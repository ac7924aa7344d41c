//! JSON lines printed for decoded readings.

use atorch_packet::{celsius_to_fahrenheit, Frame, Reading};
use chrono::{DateTime, Local};
use serde::Serialize;

/// One output line: a reading with optional receive time and raw frame.
#[derive(Debug, Serialize)]
pub struct ReadingLine<'a> {
    #[serde(skip_serializing_if = "Option::is_none")]
    timestamp: Option<DateTime<Local>>,
    #[serde(skip_serializing_if = "Option::is_none")]
    frame: Option<String>,
    reading: &'a Reading,
    /// Meter temperature converted from the reported Celsius value.
    temperature_f: f64,
}

impl<'a> ReadingLine<'a> {
    pub fn new(reading: &'a Reading) -> Self {
        ReadingLine {
            timestamp: None,
            frame: None,
            reading,
            temperature_f: celsius_to_fahrenheit(reading.temperature()),
        }
    }

    /// Attach the current local time.
    pub fn stamped(mut self) -> Self {
        self.timestamp = Some(Local::now());
        self
    }

    /// Attach the frame the reading was decoded from.
    pub fn with_frame(mut self, frame: &Frame) -> Self {
        self.frame = Some(frame.to_hex());
        self
    }

    pub fn to_json(&self) -> serde_json::Result<String> {
        serde_json::to_string(self)
    }
}

#[cfg(test)]
mod tests {
    use super::*;
    use atorch_packet::{frame_checksum, HEADER, REPORT_FRAME_SIZE};

    #[test]
    fn test_reading_line_json() {
        let mut bytes = vec![0u8; REPORT_FRAME_SIZE];
        bytes[..2].copy_from_slice(&HEADER);
        bytes[2] = 0x01;
        bytes[3] = 0x02;
        bytes[0x18..0x1a].copy_from_slice(&25u16.to_be_bytes());
        bytes[0x1e] = 60;
        let last = bytes.len() - 1;
        bytes[last] = frame_checksum(&bytes[..last]);
        let frame = Frame::new(bytes);
        let reading = Reading::decode_default(frame.as_bytes()).unwrap();

        let json: serde_json::Value =
            serde_json::from_str(&ReadingLine::new(&reading).with_frame(&frame).to_json().unwrap())
                .unwrap();
        assert!(json.get("timestamp").is_none());
        assert_eq!(json["frame"], frame.to_hex());
        assert_eq!(json["reading"]["device"], "dc");
        assert_eq!(json["reading"]["backlight"], 60);
        assert_eq!(json["reading"]["temperature"], 25);
        assert_eq!(json["temperature_f"], 77.0);

        let stamped = ReadingLine::new(&reading).stamped().to_json().unwrap();
        assert!(stamped.contains("\"timestamp\""));
    }
}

···

### [WORK TO BE COMPLETED]
Copy each line above that contains the word "ReadingLine".

### [EXERCISE RESULT]
pub struct ReadingLine<'a> {
impl<'a> ReadingLine<'a> {
        ReadingLine {
            serde_json::from_str(&ReadingLine::new(&reading).with_frame(&frame).to_json().unwrap())
        let stamped = ReadingLine::new(&reading).stamped().to_json().unwrap();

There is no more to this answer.